Bangladesh Ambassador to Lebanon
- In office 1 June 2025 – 19 January 2026
- President: Mohammed Shahabuddin
- Prime Minister: Muhammad Yunus (acting)
- Preceded by: Javed Tanveer Khan

Personal details
- Born: 1 February 1970 (age 56) Chuadanga, East Pakistan, Pakistan
- Awards: Sena Utkorsho Padak(SUP) Bishishto Seba Padak (BSP)

Military service
- Allegiance: Bangladesh
- Branch/service: Bangladesh Army
- Years of service: 1988–2026
- Rank: Major General
- Unit: Corps of Engineers
- Commands: Director General of Bangladesh Institute of International and Strategic Studies; Adjutant General at Army Headquarters; Engineer-in-chief at Army Headquarters; Commandant of Defence Services Command and Staff College; GOC of 17th Infantry Division; Commander of 24th Engineers Construction Brigade; Commander of 305th Infantry Brigade;
- Battles/wars: Chittagong Hill Tracts Conflict

= Mohammed Jubayer Salehin =

Major General of the Bangladesh Army

Mohammed Jubayer Salehin (Note: BSP, SUP, ndu, psc) is a retired two star officer of the Bangladesh Army and former Bangladeshi ambassador to Lebanon. He is the former director general of Bangladesh Institute of International and Strategic Studies. He is the antecedent adjutant general and Engineer-in-Chief at army headquarters and GOC of 17th Infantry Division.

==Early life and education==
Jubayer was born on 1970 at Chuadanga, then part of Kushtia District at East Pakistan, Pakistan (now, Khulna Division, Bangladesh) to Ansar Ali, an associate professor of Chuadanga Government College. He finished high school from the Cumilla Cadet College and enlisted to Bangladesh Military Academy at 1986. He was commissioned in June 1988 at the corps of engineers with 19th BMA long course. He is a graduate of Defence Services Command and Staff College, National Defence University at China and the United States Army Engineer School. Jubayer furthermore completed a Master of Engineering from the Bangladesh University of Engineering and Technology.

== Military career ==
Jubayer was a brigade major of an infantry brigade during the Chittagong Hill Tracts insurgency.

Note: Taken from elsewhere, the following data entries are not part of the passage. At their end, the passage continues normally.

//! General-purpose filters over message shape and chat type.

use dbot_core::{Context, Update};

use crate::filter::{create, BoxFilter};

/// Matches every update.
pub fn all() -> BoxFilter {
    create("All", |_: &Context, _: &Update| true)
}

/// Incoming messages only.
pub fn incoming() -> BoxFilter {
    create("Incoming", |_: &Context, update: &Update| {
        update.as_message().is_some_and(|m| m.is_incoming())
    })
}

/// Messages that reply to another message.
pub fn reply() -> BoxFilter {
    create("Reply", |_: &Context, update: &Update| {
        update.as_message().is_some_and(|m| m.is_reply())
    })
}

/// Updates coming from a private chat. For callbacks this is the chat of the
/// message carrying the button.
pub fn private() -> BoxFilter {
    create("Private", |_: &Context, update: &Update| {
        update.reply_target().is_some_and(|m| m.chat.is_private())
    })
}

/// Updates coming from a group or supergroup.
pub fn group() -> BoxFilter {
    create("Group", |_: &Context, update: &Update| {
        update.reply_target().is_some_and(|m| m.chat.is_group())
    })
}
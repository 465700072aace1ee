//! Wraps teloxide::Bot and implements [`dbot_core::Bot`]. Production code sends messages via Telegram; tests can substitute another Bot impl.

use async_trait::async_trait;
use dbot_core::{Bot as CoreBot, DbotError, Message, Result, SendOptions};
use teloxide::payloads::SendMessageSetters;
use teloxide::prelude::*;
use teloxide::types::{ChatId, LinkPreviewOptions, MessageId, ReplyParameters};
use tracing::debug;

/// Parses a core message id into a Telegram message id.
pub fn parse_message_id(s: &str) -> Result<MessageId> {
    s.parse()
        .map(MessageId)
        .map_err(|_| DbotError::Bot(format!("Invalid message_id: {}", s)))
}

fn disabled_link_preview() -> LinkPreviewOptions {
    LinkPreviewOptions {
        is_disabled: true,
        url: None,
        prefer_small_media: false,
        prefer_large_media: false,
        show_above_text: false,
    }
}

/// Thin wrapper around teloxide::Bot that implements dbot-core's Bot trait.
pub struct TelegramBotAdapter {
    bot: teloxide::Bot,
}

impl TelegramBotAdapter {
    /// Creates an adapter from an existing teloxide Bot.
    pub fn new(bot: teloxide::Bot) -> Self {
        Self { bot }
    }

    /// Returns the underlying teloxide::Bot for direct API use when needed.
    pub fn inner(&self) -> &teloxide::Bot {
        &self.bot
    }

}

#[async_trait]
impl CoreBot for TelegramBotAdapter {
    async fn reply_to(&self, message: &Message, text: &str, options: SendOptions) -> Result<()> {
        let id = parse_message_id(&message.id)?;
        let mut request = self
            .bot
            .send_message(ChatId(message.chat.id), text.to_string())
            .reply_parameters(ReplyParameters::new(id));
        if options.disable_link_preview {
            request = request.link_preview_options(disabled_link_preview());
        }
        request
            .await
            .map_err(|e| DbotError::Bot(e.to_string()))?;
        debug!(chat_id = message.chat.id, reply_to = %message.id, "Reply sent");
        Ok(())
    }
}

He commanded a riverine engineers battalion, an engineers construction battalion, an engineers construction brigade at Dhaka Cantonment and additionally an infantry brigade at Bandarban Cantonment. He furthermore, served as the chief engineer of Dhaka North City Corporation. Jubayer was promoted to major general on 2019 and was posted as the general officer commanding of 17th Infantry Division and area commander Sylhet area. He was later transferred to a non-combatant assignment, serving as the commandant of Defence Services Command and Staff College on 2020. Soon after he was posted to army headquarters initially as engineer-in-chief and later the adjutant general of army.

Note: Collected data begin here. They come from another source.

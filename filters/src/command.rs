//! Command matching: `<prefix><command>[@botname] [args...]` in a message's text or caption.

use dbot_core::{Context, Message, Update};

use crate::filter::{BoxFilter, Filter};

/// Matches messages invoking one of `commands` behind one of `prefixes`.
#[derive(Debug, Clone)]
pub struct CommandFilter {
    commands: Vec<String>,
    prefixes: Vec<String>,
    case_sensitive: bool,
}

impl CommandFilter {
    /// Without prefixes the empty prefix is used, so the text must start with the command itself.
    pub fn new<C, S, P, Q>(commands: C, prefixes: P, case_sensitive: bool) -> Self
    where
        C: IntoIterator<Item = S>,
        S: Into<String>,
        P: IntoIterator<Item = Q>,
        Q: Into<String>,
    {
        let commands = commands
            .into_iter()
            .map(Into::into)
            .filter(|c: &String| !c.is_empty())
            .map(|c| if case_sensitive { c } else { c.to_lowercase() })
            .collect();
        let mut prefixes: Vec<String> = prefixes.into_iter().map(Into::into).collect();
        if prefixes.is_empty() {
            prefixes.push(String::new());
        }
        Self {
            commands,
            prefixes,
            case_sensitive,
        }
    }

    /// Command name followed by its shell-split arguments, if the message invokes
    /// one of the configured commands.
    pub fn parse(&self, ctx: &Context, message: &Message) -> Option<Vec<String>> {
        let text = message.text_or_caption()?;
        for prefix in &self.prefixes {
            let Some(rest) = text.strip_prefix(prefix.as_str()) else {
                continue;
            };
            for command in &self.commands {
                let Some(after) = strip_word(rest, command, self.case_sensitive) else {
                    continue;
                };
                let after = strip_mention(after, ctx.bot_username());
                if after.is_empty() || after.starts_with(char::is_whitespace) {
                    let mut tokens = vec![command.clone()];
                    tokens.extend(shell_split(after));
                    return Some(tokens);
                }
            }
        }
        None
    }
}

impl Filter for CommandFilter {
    fn check(&self, ctx: &Context, update: &Update) -> bool {
        update
            .as_message()
            .is_some_and(|m| self.parse(ctx, m).is_some())
    }

    fn name(&self) -> &str {
        "Command"
    }
}

/// Command filter, see [`CommandFilter::new`].
pub fn command<C, S, P, Q>(commands: C, prefixes: P, case_sensitive: bool) -> BoxFilter
where
    C: IntoIterator<Item = S>,
    S: Into<String>,
    P: IntoIterator<Item = Q>,
    Q: Into<String>,
{
    BoxFilter::new(CommandFilter::new(commands, prefixes, case_sensitive))
}

/// Splits a slash-command text into tokens, dropping the `/` and any `@botname`
/// suffix from the command. `None` if the text is not a slash command.
pub fn slash_command_tokens(text: &str) -> Option<Vec<String>> {
    let rest = text.strip_prefix('/')?;
    if rest.is_empty() || rest.starts_with(char::is_whitespace) {
        return None;
    }
    let mut tokens = shell_split(rest);
    if let Some(first) = tokens.first_mut() {
        if let Some((name, _)) = first.split_once('@') {
            *first = name.to_string();
        }
    }
    Some(tokens)
}

/// Shell-like splitting: whitespace separates tokens, single and double quotes group them.
pub fn shell_split(input: &str) -> Vec<String> {
    let mut args = Vec::new();
    let mut current = String::new();
    let mut quote: Option<char> = None;
    let mut quoted = false;

    for ch in input.chars() {
        match quote {
            Some(q) if ch == q => quote = None,
            Some(_) => current.push(ch),
            None if ch == '"' || ch == '\'' => {
                quote = Some(ch);
                quoted = true;
            }
            None if ch.is_whitespace() => {
                if !current.is_empty() || quoted {
                    args.push(std::mem::take(&mut current));
                }
                quoted = false;
            }
            None => current.push(ch),
        }
    }

    if !current.is_empty() || quoted {
        args.push(current);
    }

    args
}

/// Strips `word` from the start of `text`, comparing case-insensitively unless asked not to.
fn strip_word<'t>(text: &'t str, word: &str, case_sensitive: bool) -> Option<&'t str> {
    if case_sensitive {
        return text.strip_prefix(word);
    }
    let mut chars = text.char_indices();
    for expected in word.chars() {
        let (_, actual) = chars.next()?;
        if !actual.to_lowercase().eq(expected.to_lowercase()) {
            return None;
        }
    }
    Some(chars.as_str())
}

fn strip_mention<'t>(text: &'t str, bot_username: Option<&str>) -> &'t str {
    let Some(username) = bot_username.filter(|u| !u.is_empty()) else {
        return text;
    };
    text.strip_prefix('@')
        .and_then(|rest| strip_word(rest, username, false))
        .unwrap_or(text)
}

#[cfg(test)]
mod tests {
    use super::*;

    #[test]
    fn test_shell_split_quotes() {
        assert_eq!(
            shell_split(r#"a "b c" 'd e' f"#),
            vec!["a", "b c", "d e", "f"]
        );
        assert_eq!(shell_split(r#"x "" y"#), vec!["x", "", "y"]);
        assert!(shell_split("   ").is_empty());
    }

    #[test]
    fn test_strip_word_case_insensitive() {
        assert_eq!(strip_word("START now", "start", false), Some(" now"));
        assert_eq!(strip_word("START now", "start", true), None);
        assert_eq!(strip_word("st", "start", false), None);
    }

    #[test]
    fn test_slash_command_tokens() {
        assert_eq!(
            slash_command_tokens("/start@my_bot ref 42"),
            Some(vec!["start".to_string(), "ref".to_string(), "42".to_string()])
        );
        assert_eq!(slash_command_tokens("hello"), None);
        assert_eq!(slash_command_tokens("/"), None);
        assert_eq!(slash_command_tokens("/ start"), None);
    }
}
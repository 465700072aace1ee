//! Minimal in-process chain: middleware wrapped around a list of filtered handlers.

use std::sync::Arc;

use async_trait::async_trait;
use dbot_core::{Context, Handler, HandlerResponse, Middleware, Next, Result, Update};
use filters::{BoxFilter, Filter};
use tracing::{debug, info, instrument};

#[derive(Clone)]
struct Route {
    filter: BoxFilter,
    handler: Arc<dyn Handler>,
}

/// Innermost step of the chain: the first matching handler runs; `Continue` moves
/// on to the next matching one.
struct Routes<'a>(&'a [Route]);

#[async_trait]
impl<'a> Handler for Routes<'a> {
    async fn handle(&self, ctx: &Context, update: &Update) -> Result<HandlerResponse> {
        for route in self.0 {
            if !route.filter.check(ctx, update) {
                continue;
            }
            let handler_name = std::any::type_name_of_val(route.handler.as_ref());
            let response = route.handler.handle(ctx, update).await?;
            debug!(
                handler = %handler_name,
                filter = %route.filter.name(),
                response = ?response,
                "Handler processed"
            );
            match response {
                HandlerResponse::Continue => continue,
                HandlerResponse::Handled | HandlerResponse::Stop => return Ok(response),
            }
        }
        Ok(HandlerResponse::Continue)
    }
}

#[derive(Clone, Default)]
pub struct HandlerChain {
    middleware: Vec<Arc<dyn Middleware>>,
    routes: Vec<Route>,
}

impl HandlerChain {
    pub fn new() -> Self {
        Self::default()
    }

    /// Middleware runs in registration order; the first added is outermost.
    pub fn add_middleware(mut self, middleware: Arc<dyn Middleware>) -> Self {
        self.middleware.push(middleware);
        self
    }

    pub fn add_handler(mut self, filter: impl Into<BoxFilter>, handler: Arc<dyn Handler>) -> Self {
        self.routes.push(Route {
            filter: filter.into(),
            handler,
        });
        self
    }

    #[instrument(skip(self, ctx, update), fields(kind = %update.kind(), user_id = update.user().id))]
    pub async fn handle(&self, ctx: &Context, update: &Update) -> Result<HandlerResponse> {
        info!(
            middleware = self.middleware.len(),
            handlers = self.routes.len(),
            "step: handler_chain started"
        );
        let routes = Routes(&self.routes);
        let response = Next::new(&self.middleware, &routes).run(ctx, update).await?;
        info!(response = ?response, "step: handler_chain finished");
        Ok(response)
    }
}
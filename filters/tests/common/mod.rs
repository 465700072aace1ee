//! Update builders shared by the filter integration tests.

#![allow(dead_code)]

use dbot_core::{
    CallbackQuery, Chat, ChatType, InlineQuery, Media, Message, MessageDirection, Update, User,
};

pub fn user(id: i64) -> User {
    User {
        id,
        username: Some("test_user".to_string()),
        first_name: Some("Test".to_string()),
        last_name: None,
    }
}

pub fn message(text: Option<&str>, chat_type: ChatType) -> Message {
    Message {
        id: "10".to_string(),
        user: user(123),
        chat: Chat {
            id: 456,
            chat_type,
        },
        text: text.map(str::to_string),
        caption: None,
        media: Vec::new(),
        direction: MessageDirection::Incoming,
        reply_to_message_id: None,
    }
}

pub fn text_update(text: &str) -> Update {
    Update::Message(message(Some(text), ChatType::Private))
}

pub fn group_text_update(text: &str) -> Update {
    Update::Message(message(Some(text), ChatType::Group))
}

pub fn media_update(media: Media, caption: Option<&str>) -> Update {
    let mut msg = message(None, ChatType::Private);
    msg.media = vec![media];
    msg.caption = caption.map(str::to_string);
    Update::Message(msg)
}

pub fn reply_update(text: &str, chat_type: ChatType) -> Update {
    let mut msg = message(Some(text), chat_type);
    msg.reply_to_message_id = Some("9".to_string());
    Update::Message(msg)
}

pub fn callback_update(data: Option<&str>) -> Update {
    Update::CallbackQuery(CallbackQuery {
        id: "cq".to_string(),
        user: user(123),
        message: Some(message(Some("Pick one"), ChatType::Private)),
        data: data.map(str::to_string),
    })
}

pub fn inline_update(query: &str) -> Update {
    Update::InlineQuery(InlineQuery {
        id: "iq".to_string(),
        user: user(123),
        query: query.to_string(),
    })
}
pub mod types;
pub use types::{BrowseError, ErrorKind};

On 24 August 2021, He led a delegation for a joint warfare workshop in company of the Sri Lankan Army with the orchestration of Sri Lankan defence chief and army commander general Shavendra Silva and his compatriot, the commandant of Sri Lankan Defence Services Command and Staff College, major general Nishantha Herath. Jubayer has been awarded the Army Excellence Medal (SUP) for his extraordinary service in Army. As the adjutant general, he was the former vice chairman of the Trust Bank and Astha Life Insurance Company Limited. He was also the former governing body member of National Defence College and Bangladesh Public Administration Training Centre. On 2024, Jubayer tenured as the director general of Bangladesh Institute of International and Strategic Studies.

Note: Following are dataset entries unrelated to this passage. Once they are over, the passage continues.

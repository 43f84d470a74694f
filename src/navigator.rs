//! Directory navigation state machine.
//!
//! [`Navigator`] owns the current directory snapshot, the cursor and the
//! single-entry clipboard. Every operation either succeeds and leaves a
//! freshly listed snapshot behind, or fails and leaves the previous state in
//! place so the caller can report the error and keep going.
use crate::command::Direction;
use crate::errors::{BrowseError, ErrorKind};
use crate::errors::types::BrowseResult;
use crate::filesystem::{check_not_nested, EntryKind, EntryRef, FileSystem, LocalFs};
use crate::format::paste_destination;
use log::{debug, info};
use std::path::{Path, PathBuf};
#[derive(Debug, Clone)]
pub struct DirectoryState {
    pub path: PathBuf,
    pub entries: Vec<EntryRef>,
    pub cursor: usize,
}
impl DirectoryState {
    fn snapshot(path: PathBuf, entries: Vec<EntryRef>) -> Self {
        Self { path, entries, cursor: 0 }
    }
    fn clamp_cursor(&mut self) {
        self.cursor = self.cursor.min(self.entries.len().saturating_sub(1));
    }
}
#[derive(Debug, Clone, Default)]
pub struct Clipboard {
    marked: Option<PathBuf>,
}
impl Clipboard {
    pub fn marked(&self) -> Option<&Path> {
        self.marked.as_deref()
    }
    pub fn set(&mut self, path: PathBuf) {
        self.marked = Some(path);
    }
    pub fn clear(&mut self) {
        self.marked = None;
    }
}
#[derive(Debug, Clone, Copy, PartialEq, Eq)]
pub enum PasteMode {
    Copy,
    Move,
}
impl PasteMode {
    pub fn label(&self) -> &'static str {
        match self {
            PasteMode::Copy => "Copy",
            PasteMode::Move => "Move",
        }
    }
}
pub struct Navigator<F: FileSystem = LocalFs> {
    fs: F,
    dir: DirectoryState,
    clipboard: Clipboard,
}
impl<F: FileSystem> Navigator<F> {
    /// Starts at `start`, resolved to a canonical path and listed.
    pub fn open(fs: F, start: &Path) -> BrowseResult<Self> {
        let path = fs.canonicalize(start)?;
        let entries = fs.list(&path)?;
        info!("Browsing {:?} ({} entries)", path, entries.len());
        Ok(Self {
            fs,
            dir: DirectoryState::snapshot(path, entries),
            clipboard: Clipboard::default(),
        })
    }
    pub fn path(&self) -> &Path {
        &self.dir.path
    }
    pub fn entries(&self) -> &[EntryRef] {
        &self.dir.entries
    }
    pub fn cursor(&self) -> usize {
        self.dir.cursor
    }
    pub fn state(&self) -> &DirectoryState {
        &self.dir
    }
    pub fn marked(&self) -> Option<&Path> {
        self.clipboard.marked()
    }
    pub fn fs(&self) -> &F {
        &self.fs
    }
    pub fn fs_mut(&mut self) -> &mut F {
        &mut self.fs
    }
    pub fn selected(&self) -> Option<&EntryRef> {
        self.dir.entries.get(self.dir.cursor)
    }
    pub fn selected_path(&self) -> Option<PathBuf> {
        self.selected().map(|entry| self.dir.path.join(&entry.name))
    }
    /// Re-lists the current directory, replacing the snapshot wholesale and
    /// clamping the cursor into the new listing.
    pub fn refresh(&mut self) -> BrowseResult<()> {
        let entries = self.fs.list(&self.dir.path)?;
        debug!("refreshed {:?}: {} entries", self.dir.path, entries.len());
        self.dir.entries = entries;
        self.dir.clamp_cursor();
        Ok(())
    }
    pub fn move_cursor(&mut self, direction: Direction) {
        if self.dir.entries.is_empty() {
            return;
        }
        match direction {
            Direction::Up => {
                if self.dir.cursor > 0 {
                    self.dir.cursor -= 1;
                }
            }
            Direction::Down => {
                if self.dir.cursor + 1 < self.dir.entries.len() {
                    self.dir.cursor += 1;
                }
            }
        }
    }
    /// Descends into the selected directory. Returns `false` when the
    /// selection is not a directory. On failure the current directory is kept.
    pub fn enter(&mut self) -> BrowseResult<bool> {
        let Some(entry) = self.selected() else {
            return Ok(false);
        };
        if entry.kind != EntryKind::Directory {
            return Ok(false);
        }
        let target = self.dir.path.join(&entry.name);
        let path = self.fs.canonicalize(&target)?;
        let entries = self.fs.list(&path)?;
        info!("Entered {:?}", path);
        self.dir = DirectoryState::snapshot(path, entries);
        Ok(true)
    }
    /// Moves to the parent directory. Returns `false` at the filesystem root.
    pub fn ascend(&mut self) -> BrowseResult<bool> {
        let Some(parent) = self.dir.path.parent() else {
            return Ok(false);
        };
        let parent = parent.to_path_buf();
        let entries = self.fs.list(&parent)?;
        info!("Ascended to {:?}", parent);
        self.dir = DirectoryState::snapshot(parent, entries);
        Ok(true)
    }
    /// Removes the selected entry, recursively for directories. The removed
    /// entry is returned; `None` means the listing was empty.
    ///
    /// A failed removal leaves the snapshot untouched.
    pub fn delete(&mut self) -> BrowseResult<Option<EntryRef>> {
        let Some(entry) = self.selected().cloned() else {
            return Ok(None);
        };
        let target = self.dir.path.join(&entry.name);
        self.fs.remove_entry(&target, entry.kind)?;
        info!("Deleted {:?}", target);
        self.refresh().map_err(|e| e.with_context("Deleted, but refresh failed"))?;
        Ok(Some(entry))
    }
    /// Marks the selected entry for a later paste, replacing any prior mark.
    pub fn mark(&mut self) -> Option<&Path> {
        let path = self.selected_path()?;
        debug!("marked {:?}", path);
        self.clipboard.set(path);
        self.clipboard.marked()
    }
    /// Copies or moves the marked entry into the current directory under its
    /// own name. `Ok(None)` means nothing was marked. The mark is cleared
    /// only on success.
    pub fn paste(&mut self, mode: PasteMode) -> BrowseResult<Option<PathBuf>> {
        let Some(marked) = self.clipboard.marked().map(Path::to_path_buf) else {
            return Ok(None);
        };
        let dst = paste_destination(&marked, &self.dir.path)
            .ok_or_else(|| {
                BrowseError::new(ErrorKind::InvalidTarget, "marked entry has no name")
                    .with_path(&marked)
            })?;
        if self.fs.exists(&dst) {
            return Err(BrowseError::already_exists(&dst));
        }
        let kind = self.fs.stat(&marked)?.kind;
        if kind == EntryKind::Directory {
            // A symlinked directory is nested by where it points, not by name.
            let real = self.fs.canonicalize(&marked)?;
            check_not_nested(&real, &dst)?;
        }
        match mode {
            PasteMode::Copy => self.fs.copy_entry(&marked, &dst)?,
            PasteMode::Move => self.fs.relocate(&marked, &dst)?,
        }
        info!("{} {:?} -> {:?}", mode.label(), marked, dst);
        self.clipboard.clear();
        self.refresh()
            .map_err(|e| e.with_context(&format!("{} done, but refresh failed", mode.label())))?;
        Ok(Some(dst))
    }
    /// Path of the selected entry if it is a regular file.
    pub fn view_target(&self) -> Option<PathBuf> {
        match self.selected() {
            Some(entry) if entry.kind == EntryKind::File => self.selected_path(),
            _ => None,
        }
    }
}
#[cfg(test)]
mod tests {
    use super::*;
    use std::fs;
    use tempfile::tempdir;
    fn names<F: FileSystem>(nav: &Navigator<F>) -> Vec<String> {
        nav.entries().iter().map(|e| e.display_name().to_string()).collect()
    }
    #[test]
    fn test_open_canonicalizes_start() {
        let temp_dir = tempdir().unwrap();
        fs::create_dir(temp_dir.path().join("sub")).unwrap();
        let start = temp_dir.path().join("sub").join("..");
        let nav = Navigator::open(LocalFs::default(), &start).unwrap();
        assert_eq!(nav.path(), fs::canonicalize(temp_dir.path()).unwrap());
        assert_eq!(nav.cursor(), 0);
        assert!(nav.marked().is_none());
    }
    #[test]
    fn test_cursor_bounds() {
        let temp_dir = tempdir().unwrap();
        fs::write(temp_dir.path().join("a"), "").unwrap();
        fs::write(temp_dir.path().join("b"), "").unwrap();
        let mut nav = Navigator::open(LocalFs::default(), temp_dir.path()).unwrap();
        nav.move_cursor(Direction::Up);
        nav.move_cursor(Direction::Up);
        assert_eq!(nav.cursor(), 0);
        nav.move_cursor(Direction::Down);
        nav.move_cursor(Direction::Down);
        nav.move_cursor(Direction::Down);
        assert_eq!(nav.cursor(), 1);
    }
    #[test]
    fn test_enter_file_is_noop() {
        let temp_dir = tempdir().unwrap();
        fs::write(temp_dir.path().join("a.txt"), "").unwrap();
        let mut nav = Navigator::open(LocalFs::default(), temp_dir.path()).unwrap();
        let before = nav.path().to_path_buf();
        assert!(! nav.enter().unwrap());
        assert_eq!(nav.path(), before);
    }
    #[test]
    fn test_ascend_at_root_is_noop() {
        let mut nav = Navigator::open(LocalFs::default(), Path::new("/")).unwrap();
        assert!(! nav.ascend().unwrap());
        assert_eq!(nav.path(), Path::new("/"));
    }
    #[test]
    fn test_delete_last_entry_clamps_cursor() {
        let temp_dir = tempdir().unwrap();
        for name in ["a", "b", "c"] {
            fs::write(temp_dir.path().join(name), name).unwrap();
        }
        let mut nav = Navigator::open(LocalFs::default(), temp_dir.path()).unwrap();
        nav.move_cursor(Direction::Down);
        nav.move_cursor(Direction::Down);
        let removed = nav.delete().unwrap().unwrap();
        assert_eq!(removed.display_name(), "c");
        assert_eq!(names(&nav), vec!["a", "b"]);
        assert_eq!(nav.cursor(), 1);
    }
    #[test]
    fn test_delete_directory_is_recursive() {
        let temp_dir = tempdir().unwrap();
        let dir = temp_dir.path().join("tree");
        fs::create_dir_all(dir.join("inner")).unwrap();
        fs::write(dir.join("inner").join("leaf.txt"), "leaf").unwrap();
        let mut nav = Navigator::open(LocalFs::default(), temp_dir.path()).unwrap();
        nav.delete().unwrap();
        assert!(! dir.exists());
        assert!(nav.entries().is_empty());
    }
    #[test]
    fn test_mark_overwrites_previous_mark() {
        let temp_dir = tempdir().unwrap();
        fs::write(temp_dir.path().join("a"), "").unwrap();
        fs::write(temp_dir.path().join("b"), "").unwrap();
        let mut nav = Navigator::open(LocalFs::default(), temp_dir.path()).unwrap();
        nav.mark();
        nav.move_cursor(Direction::Down);
        nav.mark();
        assert_eq!(nav.marked(), Some(nav.path().join("b").as_path()));
    }
    #[test]
    fn test_paste_without_mark_is_noop() {
        let temp_dir = tempdir().unwrap();
        fs::write(temp_dir.path().join("a"), "").unwrap();
        let mut nav = Navigator::open(LocalFs::default(), temp_dir.path()).unwrap();
        assert_eq!(nav.paste(PasteMode::Copy).unwrap(), None);
        assert_eq!(nav.paste(PasteMode::Move).unwrap(), None);
        assert_eq!(names(&nav), vec!["a"]);
    }
    #[test]
    fn test_move_into_same_directory_keeps_mark() {
        let temp_dir = tempdir().unwrap();
        fs::write(temp_dir.path().join("a"), "data").unwrap();
        let mut nav = Navigator::open(LocalFs::default(), temp_dir.path()).unwrap();
        nav.mark();
        let err = nav.paste(PasteMode::Move).unwrap_err();
        assert_eq!(err.kind, ErrorKind::AlreadyExists);
        assert!(nav.marked().is_some());
        assert_eq!(fs::read_to_string(temp_dir.path().join("a")).unwrap(), "data");
    }
    #[test]
    fn test_copy_directory_into_itself_is_rejected() {
        let temp_dir = tempdir().unwrap();
        fs::create_dir(temp_dir.path().join("outer")).unwrap();
        let mut nav = Navigator::open(LocalFs::default(), temp_dir.path()).unwrap();
        nav.mark();
        assert!(nav.enter().unwrap());
        let err = nav.paste(PasteMode::Copy).unwrap_err();
        assert_eq!(err.kind, ErrorKind::InvalidTarget);
        assert!(nav.marked().is_some());
        assert!(nav.entries().is_empty());
    }
    #[test]
    fn test_move_relocates_and_clears_mark() {
        let temp_dir = tempdir().unwrap();
        fs::create_dir(temp_dir.path().join("dest")).unwrap();
        fs::write(temp_dir.path().join("file.txt"), "moving").unwrap();
        let mut nav = Navigator::open(LocalFs::default(), temp_dir.path()).unwrap();
        nav.move_cursor(Direction::Down);
        nav.mark();
        nav.move_cursor(Direction::Up);
        assert!(nav.enter().unwrap());
        let dst = nav.paste(PasteMode::Move).unwrap().unwrap();
        assert_eq!(fs::read_to_string(&dst).unwrap(), "moving");
        assert!(! temp_dir.path().join("file.txt").exists());
        assert!(nav.marked().is_none());
        assert_eq!(names(&nav), vec!["file.txt"]);
    }
    #[test]
    fn test_view_target_only_for_files() {
        let temp_dir = tempdir().unwrap();
        fs::create_dir(temp_dir.path().join("dir")).unwrap();
        fs::write(temp_dir.path().join("file.txt"), "x").unwrap();
        let mut nav = Navigator::open(LocalFs::default(), temp_dir.path()).unwrap();
        assert_eq!(nav.view_target(), None);
        nav.move_cursor(Direction::Down);
        assert_eq!(nav.view_target(), Some(nav.path().join("file.txt")));
    }
}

On 20 April 2025, Jubayer was appointed as the ambassador to Lebanon under the Ministry of Foreign Affairs. On 19 January 2026, he was called off from Beirut and brought back to Bangladesh Army. He was later given a farewell at Army HQ on 28 January, before going into LPR on 31 January.

== Personal life ==
Jubayer Salehin is married to Samia diwan. He is a father of two daughters.